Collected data
#####

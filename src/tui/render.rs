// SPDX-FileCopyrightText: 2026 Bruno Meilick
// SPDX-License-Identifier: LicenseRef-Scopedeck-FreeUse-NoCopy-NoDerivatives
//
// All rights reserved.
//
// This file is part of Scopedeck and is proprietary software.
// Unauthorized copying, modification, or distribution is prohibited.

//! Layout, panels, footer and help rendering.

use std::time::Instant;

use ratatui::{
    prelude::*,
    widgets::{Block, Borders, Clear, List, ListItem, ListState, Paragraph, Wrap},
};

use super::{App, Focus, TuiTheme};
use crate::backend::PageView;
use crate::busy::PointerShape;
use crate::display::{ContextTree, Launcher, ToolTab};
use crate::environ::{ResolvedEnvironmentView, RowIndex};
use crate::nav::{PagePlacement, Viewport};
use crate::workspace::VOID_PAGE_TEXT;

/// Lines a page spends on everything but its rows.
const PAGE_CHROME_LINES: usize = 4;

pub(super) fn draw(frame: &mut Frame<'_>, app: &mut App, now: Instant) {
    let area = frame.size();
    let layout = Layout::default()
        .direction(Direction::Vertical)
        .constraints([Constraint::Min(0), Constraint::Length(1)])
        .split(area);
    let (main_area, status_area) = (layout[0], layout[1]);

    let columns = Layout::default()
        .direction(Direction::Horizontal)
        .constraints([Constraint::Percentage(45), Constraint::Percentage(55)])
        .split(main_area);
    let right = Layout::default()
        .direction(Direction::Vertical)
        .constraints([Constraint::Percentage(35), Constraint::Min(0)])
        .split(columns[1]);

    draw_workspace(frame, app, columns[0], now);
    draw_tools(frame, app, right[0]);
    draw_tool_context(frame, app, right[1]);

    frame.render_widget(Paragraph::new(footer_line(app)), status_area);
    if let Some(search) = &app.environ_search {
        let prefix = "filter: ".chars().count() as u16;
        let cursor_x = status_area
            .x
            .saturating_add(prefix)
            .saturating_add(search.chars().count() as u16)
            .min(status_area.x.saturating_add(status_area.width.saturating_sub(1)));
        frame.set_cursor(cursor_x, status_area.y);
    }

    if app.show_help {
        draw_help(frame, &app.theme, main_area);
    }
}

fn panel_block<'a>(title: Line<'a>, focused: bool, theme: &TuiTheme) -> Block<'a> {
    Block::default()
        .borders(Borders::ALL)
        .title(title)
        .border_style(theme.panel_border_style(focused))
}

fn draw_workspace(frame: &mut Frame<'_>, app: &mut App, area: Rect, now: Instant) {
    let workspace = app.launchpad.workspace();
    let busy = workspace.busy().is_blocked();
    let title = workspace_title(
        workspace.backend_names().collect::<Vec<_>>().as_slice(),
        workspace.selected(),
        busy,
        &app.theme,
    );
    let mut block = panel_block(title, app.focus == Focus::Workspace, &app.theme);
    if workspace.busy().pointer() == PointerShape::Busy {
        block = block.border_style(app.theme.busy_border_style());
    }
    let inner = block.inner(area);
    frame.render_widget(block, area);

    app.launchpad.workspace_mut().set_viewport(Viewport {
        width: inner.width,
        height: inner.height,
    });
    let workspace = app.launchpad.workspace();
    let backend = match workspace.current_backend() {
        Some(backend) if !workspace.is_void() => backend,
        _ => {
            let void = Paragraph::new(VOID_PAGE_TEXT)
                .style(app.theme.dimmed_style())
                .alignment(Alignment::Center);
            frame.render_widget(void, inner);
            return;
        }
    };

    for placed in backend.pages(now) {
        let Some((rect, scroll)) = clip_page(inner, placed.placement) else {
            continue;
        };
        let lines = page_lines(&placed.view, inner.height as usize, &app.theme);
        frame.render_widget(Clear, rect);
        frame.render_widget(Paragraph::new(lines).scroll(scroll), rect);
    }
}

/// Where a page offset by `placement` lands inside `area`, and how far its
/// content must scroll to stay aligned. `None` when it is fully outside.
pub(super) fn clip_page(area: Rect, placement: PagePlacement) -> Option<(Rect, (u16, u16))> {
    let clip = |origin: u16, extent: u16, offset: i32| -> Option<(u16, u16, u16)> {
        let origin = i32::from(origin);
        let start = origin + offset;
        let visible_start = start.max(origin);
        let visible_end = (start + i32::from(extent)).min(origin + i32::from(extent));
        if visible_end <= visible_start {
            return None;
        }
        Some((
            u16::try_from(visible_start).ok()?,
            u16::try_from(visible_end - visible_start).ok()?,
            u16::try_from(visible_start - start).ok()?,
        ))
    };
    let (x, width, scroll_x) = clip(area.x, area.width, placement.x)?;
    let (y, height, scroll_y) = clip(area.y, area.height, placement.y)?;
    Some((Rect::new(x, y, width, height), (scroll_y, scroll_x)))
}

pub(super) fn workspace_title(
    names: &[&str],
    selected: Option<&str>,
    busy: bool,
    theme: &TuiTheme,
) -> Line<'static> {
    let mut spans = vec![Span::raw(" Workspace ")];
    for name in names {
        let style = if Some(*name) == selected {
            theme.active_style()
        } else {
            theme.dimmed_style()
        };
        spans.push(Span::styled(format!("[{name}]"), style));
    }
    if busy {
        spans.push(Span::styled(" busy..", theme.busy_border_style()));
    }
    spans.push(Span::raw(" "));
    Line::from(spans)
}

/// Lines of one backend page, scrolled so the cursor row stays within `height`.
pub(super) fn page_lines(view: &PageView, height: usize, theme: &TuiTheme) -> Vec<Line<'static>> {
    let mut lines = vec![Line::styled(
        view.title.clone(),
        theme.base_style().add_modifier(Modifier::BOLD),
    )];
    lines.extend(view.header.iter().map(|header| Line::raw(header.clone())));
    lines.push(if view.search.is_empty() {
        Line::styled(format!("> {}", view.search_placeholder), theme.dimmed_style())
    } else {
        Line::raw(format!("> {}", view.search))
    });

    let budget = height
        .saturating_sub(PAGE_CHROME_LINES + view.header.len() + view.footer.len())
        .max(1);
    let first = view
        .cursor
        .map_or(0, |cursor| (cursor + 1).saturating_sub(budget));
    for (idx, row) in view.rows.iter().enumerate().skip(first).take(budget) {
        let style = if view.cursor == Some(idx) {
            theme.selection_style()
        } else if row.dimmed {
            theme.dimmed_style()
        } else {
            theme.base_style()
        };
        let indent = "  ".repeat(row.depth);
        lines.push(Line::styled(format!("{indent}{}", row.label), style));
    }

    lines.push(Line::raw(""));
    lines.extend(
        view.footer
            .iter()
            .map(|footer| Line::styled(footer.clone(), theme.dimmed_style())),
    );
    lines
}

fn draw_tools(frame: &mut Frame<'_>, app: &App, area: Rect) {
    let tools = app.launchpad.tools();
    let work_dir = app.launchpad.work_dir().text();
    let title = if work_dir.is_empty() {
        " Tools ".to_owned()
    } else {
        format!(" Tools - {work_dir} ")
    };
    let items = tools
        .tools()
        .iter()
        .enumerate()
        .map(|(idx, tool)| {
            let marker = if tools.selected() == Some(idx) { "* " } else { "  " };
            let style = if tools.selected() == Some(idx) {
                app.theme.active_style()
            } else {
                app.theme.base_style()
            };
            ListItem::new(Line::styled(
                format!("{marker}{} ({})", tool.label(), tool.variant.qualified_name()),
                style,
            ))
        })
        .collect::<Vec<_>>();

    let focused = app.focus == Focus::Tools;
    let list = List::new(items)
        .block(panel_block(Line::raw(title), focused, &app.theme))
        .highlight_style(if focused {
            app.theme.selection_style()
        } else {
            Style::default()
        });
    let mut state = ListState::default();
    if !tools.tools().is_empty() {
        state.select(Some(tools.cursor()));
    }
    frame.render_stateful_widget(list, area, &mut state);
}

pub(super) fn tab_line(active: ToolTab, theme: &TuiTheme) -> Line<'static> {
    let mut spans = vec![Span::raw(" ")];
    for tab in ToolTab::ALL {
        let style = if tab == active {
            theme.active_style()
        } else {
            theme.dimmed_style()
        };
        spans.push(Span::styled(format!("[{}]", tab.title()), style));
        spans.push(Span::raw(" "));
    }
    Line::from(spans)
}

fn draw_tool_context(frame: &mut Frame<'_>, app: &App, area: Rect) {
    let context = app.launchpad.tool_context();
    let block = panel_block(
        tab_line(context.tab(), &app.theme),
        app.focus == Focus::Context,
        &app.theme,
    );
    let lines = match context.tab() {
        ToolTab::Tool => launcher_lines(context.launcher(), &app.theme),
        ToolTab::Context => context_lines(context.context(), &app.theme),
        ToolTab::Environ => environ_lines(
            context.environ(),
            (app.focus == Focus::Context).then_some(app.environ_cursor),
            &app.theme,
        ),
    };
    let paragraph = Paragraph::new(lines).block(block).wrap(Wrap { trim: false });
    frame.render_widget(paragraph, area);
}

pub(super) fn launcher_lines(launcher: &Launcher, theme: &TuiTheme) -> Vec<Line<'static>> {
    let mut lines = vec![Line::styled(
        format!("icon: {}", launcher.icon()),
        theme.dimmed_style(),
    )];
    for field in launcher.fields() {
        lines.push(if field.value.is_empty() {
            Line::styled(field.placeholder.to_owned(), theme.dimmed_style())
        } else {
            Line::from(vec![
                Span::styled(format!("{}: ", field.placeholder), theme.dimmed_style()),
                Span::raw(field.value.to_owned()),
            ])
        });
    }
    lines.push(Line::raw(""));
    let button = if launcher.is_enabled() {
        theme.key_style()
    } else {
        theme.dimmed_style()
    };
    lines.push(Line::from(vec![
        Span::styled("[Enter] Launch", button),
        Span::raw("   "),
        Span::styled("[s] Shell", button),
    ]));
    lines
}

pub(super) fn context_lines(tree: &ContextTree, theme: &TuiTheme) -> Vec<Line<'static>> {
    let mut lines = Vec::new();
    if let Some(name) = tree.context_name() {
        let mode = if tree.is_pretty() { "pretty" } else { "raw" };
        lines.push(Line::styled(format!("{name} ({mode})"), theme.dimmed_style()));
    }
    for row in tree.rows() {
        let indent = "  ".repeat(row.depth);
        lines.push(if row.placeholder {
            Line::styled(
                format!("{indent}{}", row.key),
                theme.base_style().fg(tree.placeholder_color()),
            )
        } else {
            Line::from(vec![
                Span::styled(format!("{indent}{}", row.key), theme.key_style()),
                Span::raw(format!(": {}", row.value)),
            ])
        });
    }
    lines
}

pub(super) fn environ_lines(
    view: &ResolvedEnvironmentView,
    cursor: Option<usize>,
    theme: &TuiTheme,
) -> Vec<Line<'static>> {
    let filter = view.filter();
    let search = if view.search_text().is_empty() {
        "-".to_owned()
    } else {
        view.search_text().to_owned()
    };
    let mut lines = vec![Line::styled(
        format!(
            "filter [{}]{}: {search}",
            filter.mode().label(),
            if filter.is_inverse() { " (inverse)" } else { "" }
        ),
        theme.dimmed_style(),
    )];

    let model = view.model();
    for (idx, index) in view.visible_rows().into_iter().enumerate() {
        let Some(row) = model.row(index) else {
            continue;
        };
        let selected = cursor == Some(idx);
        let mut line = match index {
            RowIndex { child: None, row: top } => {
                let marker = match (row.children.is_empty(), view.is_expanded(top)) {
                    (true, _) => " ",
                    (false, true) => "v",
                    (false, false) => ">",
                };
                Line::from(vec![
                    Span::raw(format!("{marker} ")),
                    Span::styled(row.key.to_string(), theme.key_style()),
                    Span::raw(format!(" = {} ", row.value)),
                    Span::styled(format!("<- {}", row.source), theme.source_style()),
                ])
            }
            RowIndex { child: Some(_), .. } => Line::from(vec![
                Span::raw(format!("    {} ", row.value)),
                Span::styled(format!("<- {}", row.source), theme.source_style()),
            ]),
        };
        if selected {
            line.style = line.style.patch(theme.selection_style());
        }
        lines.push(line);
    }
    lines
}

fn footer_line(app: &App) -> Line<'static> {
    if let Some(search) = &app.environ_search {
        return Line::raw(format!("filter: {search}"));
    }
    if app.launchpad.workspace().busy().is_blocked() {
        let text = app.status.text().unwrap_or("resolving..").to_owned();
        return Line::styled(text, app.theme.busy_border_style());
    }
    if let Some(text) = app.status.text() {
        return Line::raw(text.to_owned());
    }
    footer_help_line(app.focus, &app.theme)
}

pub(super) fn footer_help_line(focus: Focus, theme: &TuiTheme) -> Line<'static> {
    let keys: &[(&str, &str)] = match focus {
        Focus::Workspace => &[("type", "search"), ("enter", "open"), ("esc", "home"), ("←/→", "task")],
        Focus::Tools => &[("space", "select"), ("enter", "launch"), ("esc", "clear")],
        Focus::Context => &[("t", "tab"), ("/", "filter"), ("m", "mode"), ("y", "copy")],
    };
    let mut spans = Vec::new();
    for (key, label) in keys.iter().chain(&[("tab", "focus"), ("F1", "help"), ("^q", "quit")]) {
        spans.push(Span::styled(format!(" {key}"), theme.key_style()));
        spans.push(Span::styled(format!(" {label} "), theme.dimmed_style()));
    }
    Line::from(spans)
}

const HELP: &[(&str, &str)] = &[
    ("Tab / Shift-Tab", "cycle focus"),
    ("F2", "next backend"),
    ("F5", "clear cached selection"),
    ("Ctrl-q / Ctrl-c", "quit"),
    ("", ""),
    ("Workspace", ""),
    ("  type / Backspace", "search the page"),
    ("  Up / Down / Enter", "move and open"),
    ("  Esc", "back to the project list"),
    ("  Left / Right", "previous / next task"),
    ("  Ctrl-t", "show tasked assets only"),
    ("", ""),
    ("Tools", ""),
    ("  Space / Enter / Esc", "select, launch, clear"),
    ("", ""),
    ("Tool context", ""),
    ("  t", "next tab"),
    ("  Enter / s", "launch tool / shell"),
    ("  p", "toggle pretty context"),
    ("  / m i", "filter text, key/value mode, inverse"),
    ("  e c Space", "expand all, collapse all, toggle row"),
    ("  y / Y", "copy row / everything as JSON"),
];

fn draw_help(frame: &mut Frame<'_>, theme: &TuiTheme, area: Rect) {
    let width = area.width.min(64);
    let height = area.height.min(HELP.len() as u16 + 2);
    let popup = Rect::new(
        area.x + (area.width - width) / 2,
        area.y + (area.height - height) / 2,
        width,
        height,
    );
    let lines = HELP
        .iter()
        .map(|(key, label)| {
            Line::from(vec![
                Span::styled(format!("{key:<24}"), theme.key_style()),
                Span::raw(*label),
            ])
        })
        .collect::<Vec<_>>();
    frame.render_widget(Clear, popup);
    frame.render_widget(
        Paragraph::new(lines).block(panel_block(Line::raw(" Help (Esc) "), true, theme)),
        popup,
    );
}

#####

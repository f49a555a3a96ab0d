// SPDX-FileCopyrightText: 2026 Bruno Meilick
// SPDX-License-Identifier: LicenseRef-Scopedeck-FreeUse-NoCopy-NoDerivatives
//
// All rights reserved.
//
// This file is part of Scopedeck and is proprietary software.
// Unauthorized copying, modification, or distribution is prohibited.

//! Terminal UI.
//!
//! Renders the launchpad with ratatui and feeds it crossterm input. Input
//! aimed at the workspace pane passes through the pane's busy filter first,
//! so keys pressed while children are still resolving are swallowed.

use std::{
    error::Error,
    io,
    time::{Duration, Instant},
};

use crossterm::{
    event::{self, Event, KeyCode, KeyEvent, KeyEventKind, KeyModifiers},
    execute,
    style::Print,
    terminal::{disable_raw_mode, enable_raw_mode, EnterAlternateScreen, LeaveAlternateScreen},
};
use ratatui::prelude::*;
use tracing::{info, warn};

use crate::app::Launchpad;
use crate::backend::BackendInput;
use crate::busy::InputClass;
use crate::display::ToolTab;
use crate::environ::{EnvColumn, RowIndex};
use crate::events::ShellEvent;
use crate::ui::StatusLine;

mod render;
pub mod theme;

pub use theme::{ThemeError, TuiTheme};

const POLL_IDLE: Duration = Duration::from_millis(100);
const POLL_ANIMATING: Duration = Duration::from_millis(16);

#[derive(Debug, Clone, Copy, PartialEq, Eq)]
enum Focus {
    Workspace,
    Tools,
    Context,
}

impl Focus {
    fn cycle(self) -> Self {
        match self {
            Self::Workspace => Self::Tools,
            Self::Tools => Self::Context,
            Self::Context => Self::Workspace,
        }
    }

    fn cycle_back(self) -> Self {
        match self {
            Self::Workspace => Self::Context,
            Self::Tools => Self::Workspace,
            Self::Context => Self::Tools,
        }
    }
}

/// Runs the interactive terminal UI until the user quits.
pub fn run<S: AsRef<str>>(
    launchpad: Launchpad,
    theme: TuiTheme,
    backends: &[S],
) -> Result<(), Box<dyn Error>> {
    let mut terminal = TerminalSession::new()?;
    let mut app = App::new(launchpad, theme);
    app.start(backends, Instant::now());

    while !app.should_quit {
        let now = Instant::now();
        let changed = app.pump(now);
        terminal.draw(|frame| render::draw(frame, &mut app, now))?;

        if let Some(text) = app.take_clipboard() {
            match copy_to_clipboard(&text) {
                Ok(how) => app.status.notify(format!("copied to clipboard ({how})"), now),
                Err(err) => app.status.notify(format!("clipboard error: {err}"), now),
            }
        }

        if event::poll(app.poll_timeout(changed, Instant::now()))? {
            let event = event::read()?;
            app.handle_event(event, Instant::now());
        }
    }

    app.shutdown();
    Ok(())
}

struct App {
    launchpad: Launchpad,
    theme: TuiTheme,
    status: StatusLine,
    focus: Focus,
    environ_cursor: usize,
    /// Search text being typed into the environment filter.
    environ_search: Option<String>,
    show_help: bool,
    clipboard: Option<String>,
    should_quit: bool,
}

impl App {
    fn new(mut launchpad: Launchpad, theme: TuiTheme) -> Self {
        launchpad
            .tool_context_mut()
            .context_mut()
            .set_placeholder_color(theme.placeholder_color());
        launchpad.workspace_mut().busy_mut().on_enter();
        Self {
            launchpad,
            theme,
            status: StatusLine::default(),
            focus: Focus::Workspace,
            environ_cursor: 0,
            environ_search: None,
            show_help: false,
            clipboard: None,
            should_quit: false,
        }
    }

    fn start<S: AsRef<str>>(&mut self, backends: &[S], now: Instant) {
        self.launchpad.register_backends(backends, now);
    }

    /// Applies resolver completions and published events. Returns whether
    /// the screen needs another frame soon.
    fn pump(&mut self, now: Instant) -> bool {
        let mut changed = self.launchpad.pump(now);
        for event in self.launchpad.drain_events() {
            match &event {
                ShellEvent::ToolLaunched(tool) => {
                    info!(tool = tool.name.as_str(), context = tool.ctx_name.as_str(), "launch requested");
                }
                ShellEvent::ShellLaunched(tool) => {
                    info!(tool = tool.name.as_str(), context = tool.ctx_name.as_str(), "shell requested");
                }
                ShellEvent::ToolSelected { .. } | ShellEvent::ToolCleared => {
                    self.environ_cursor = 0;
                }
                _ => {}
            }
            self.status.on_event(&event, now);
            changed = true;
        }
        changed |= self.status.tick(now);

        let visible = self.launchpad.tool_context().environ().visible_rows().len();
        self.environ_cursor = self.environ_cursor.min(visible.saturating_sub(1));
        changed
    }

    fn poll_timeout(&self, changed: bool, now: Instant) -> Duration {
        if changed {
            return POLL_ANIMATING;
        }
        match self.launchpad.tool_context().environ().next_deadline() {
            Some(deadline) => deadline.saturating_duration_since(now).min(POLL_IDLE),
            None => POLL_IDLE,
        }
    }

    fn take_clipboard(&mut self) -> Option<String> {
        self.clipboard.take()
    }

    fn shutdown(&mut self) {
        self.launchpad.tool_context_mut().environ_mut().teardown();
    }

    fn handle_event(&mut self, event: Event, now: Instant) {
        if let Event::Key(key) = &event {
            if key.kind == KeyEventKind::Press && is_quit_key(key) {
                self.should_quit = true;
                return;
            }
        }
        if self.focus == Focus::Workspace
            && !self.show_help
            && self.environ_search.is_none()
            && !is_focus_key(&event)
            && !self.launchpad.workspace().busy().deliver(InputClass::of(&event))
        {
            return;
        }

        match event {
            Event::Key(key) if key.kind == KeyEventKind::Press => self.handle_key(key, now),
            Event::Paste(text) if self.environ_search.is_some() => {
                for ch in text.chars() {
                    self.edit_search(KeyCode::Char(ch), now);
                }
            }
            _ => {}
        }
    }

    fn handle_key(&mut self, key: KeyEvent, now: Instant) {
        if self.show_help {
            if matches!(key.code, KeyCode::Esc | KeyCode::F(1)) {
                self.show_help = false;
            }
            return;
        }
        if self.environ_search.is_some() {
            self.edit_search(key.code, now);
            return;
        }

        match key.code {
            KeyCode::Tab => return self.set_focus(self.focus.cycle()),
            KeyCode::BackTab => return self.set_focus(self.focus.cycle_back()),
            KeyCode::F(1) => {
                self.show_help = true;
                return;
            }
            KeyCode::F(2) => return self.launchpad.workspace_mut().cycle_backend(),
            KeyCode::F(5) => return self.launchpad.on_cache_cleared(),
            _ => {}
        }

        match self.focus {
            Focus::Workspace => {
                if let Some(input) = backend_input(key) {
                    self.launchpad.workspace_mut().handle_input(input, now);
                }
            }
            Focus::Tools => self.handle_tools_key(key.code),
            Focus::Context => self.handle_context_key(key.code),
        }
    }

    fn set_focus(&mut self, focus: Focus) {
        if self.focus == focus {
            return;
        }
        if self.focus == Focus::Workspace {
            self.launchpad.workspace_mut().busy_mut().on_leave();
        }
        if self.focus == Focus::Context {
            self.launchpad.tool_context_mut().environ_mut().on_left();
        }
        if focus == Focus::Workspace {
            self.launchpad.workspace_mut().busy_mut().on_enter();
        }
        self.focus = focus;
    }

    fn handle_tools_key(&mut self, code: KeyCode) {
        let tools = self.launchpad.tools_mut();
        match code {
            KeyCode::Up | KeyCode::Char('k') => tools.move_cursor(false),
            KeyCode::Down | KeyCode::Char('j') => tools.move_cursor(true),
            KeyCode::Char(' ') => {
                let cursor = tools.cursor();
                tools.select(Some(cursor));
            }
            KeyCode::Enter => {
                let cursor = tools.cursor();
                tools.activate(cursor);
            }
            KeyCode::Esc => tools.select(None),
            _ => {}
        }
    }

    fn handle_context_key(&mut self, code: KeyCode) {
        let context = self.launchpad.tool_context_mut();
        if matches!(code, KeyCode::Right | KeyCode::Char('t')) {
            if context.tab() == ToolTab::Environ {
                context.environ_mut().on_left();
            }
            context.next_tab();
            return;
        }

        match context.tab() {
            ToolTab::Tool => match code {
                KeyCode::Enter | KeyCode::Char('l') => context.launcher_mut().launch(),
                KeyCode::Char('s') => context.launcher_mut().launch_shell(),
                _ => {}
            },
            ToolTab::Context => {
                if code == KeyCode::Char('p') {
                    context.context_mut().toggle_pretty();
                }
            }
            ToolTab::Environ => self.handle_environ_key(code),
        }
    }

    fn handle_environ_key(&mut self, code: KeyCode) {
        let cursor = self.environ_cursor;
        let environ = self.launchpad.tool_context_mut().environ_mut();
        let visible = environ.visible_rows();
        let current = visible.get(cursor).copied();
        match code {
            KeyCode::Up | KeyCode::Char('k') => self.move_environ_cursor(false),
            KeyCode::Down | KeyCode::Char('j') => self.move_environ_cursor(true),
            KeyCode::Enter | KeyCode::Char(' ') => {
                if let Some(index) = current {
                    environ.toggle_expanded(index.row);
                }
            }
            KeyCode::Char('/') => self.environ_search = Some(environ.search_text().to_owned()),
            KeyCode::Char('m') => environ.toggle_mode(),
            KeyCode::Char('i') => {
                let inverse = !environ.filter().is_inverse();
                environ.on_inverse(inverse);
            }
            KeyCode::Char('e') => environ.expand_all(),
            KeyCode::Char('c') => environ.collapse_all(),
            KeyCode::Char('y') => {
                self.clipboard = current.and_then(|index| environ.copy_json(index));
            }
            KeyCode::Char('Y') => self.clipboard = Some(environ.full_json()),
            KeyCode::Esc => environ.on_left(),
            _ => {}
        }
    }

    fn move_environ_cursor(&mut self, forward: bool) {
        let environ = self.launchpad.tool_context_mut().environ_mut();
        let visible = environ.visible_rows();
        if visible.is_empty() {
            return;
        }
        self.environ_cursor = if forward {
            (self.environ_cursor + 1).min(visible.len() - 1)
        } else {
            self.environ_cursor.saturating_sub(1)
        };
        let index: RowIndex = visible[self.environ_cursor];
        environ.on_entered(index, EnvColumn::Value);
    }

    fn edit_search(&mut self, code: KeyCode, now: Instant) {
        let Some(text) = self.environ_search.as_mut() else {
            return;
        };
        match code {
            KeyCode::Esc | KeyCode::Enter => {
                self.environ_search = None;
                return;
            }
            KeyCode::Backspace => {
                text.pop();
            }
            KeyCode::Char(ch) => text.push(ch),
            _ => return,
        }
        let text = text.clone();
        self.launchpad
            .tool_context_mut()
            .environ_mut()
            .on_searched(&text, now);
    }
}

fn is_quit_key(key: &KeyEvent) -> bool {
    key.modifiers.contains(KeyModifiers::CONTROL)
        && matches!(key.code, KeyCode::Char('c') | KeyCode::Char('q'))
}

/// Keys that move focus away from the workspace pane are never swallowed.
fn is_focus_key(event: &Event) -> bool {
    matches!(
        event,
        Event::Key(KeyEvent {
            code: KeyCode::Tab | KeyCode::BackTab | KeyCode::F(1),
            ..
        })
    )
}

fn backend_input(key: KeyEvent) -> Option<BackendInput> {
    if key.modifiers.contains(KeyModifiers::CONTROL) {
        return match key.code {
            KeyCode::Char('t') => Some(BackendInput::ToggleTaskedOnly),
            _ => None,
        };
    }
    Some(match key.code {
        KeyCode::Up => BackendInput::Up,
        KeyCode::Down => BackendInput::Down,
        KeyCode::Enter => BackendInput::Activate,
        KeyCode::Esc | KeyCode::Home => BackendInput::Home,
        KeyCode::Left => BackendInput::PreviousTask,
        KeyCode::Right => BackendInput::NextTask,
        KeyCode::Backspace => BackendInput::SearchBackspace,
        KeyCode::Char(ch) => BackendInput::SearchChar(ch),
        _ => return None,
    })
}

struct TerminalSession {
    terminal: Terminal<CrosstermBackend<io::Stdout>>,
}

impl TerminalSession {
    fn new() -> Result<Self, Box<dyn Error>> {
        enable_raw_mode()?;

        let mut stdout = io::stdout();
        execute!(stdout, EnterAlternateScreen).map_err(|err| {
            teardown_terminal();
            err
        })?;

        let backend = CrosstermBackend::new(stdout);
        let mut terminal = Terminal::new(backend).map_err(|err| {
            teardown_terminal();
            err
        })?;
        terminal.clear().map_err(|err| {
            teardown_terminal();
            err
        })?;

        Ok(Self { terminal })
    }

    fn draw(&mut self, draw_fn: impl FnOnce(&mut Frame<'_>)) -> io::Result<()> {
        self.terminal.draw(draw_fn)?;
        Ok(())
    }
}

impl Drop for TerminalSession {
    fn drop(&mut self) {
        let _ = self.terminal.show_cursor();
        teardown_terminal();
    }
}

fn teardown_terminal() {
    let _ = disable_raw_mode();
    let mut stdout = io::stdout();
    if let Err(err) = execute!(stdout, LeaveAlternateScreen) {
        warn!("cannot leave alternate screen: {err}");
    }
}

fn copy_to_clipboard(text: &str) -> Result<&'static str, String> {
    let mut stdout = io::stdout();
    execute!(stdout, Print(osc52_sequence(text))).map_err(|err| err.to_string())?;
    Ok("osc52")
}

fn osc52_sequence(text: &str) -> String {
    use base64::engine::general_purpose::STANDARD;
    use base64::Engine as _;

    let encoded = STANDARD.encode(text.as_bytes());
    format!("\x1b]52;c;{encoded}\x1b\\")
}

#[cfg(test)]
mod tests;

#####

### Exercise goal
What is needed is every line of the records that contains the word "items".

### Result
    let items = tools
    let list = List::new(items)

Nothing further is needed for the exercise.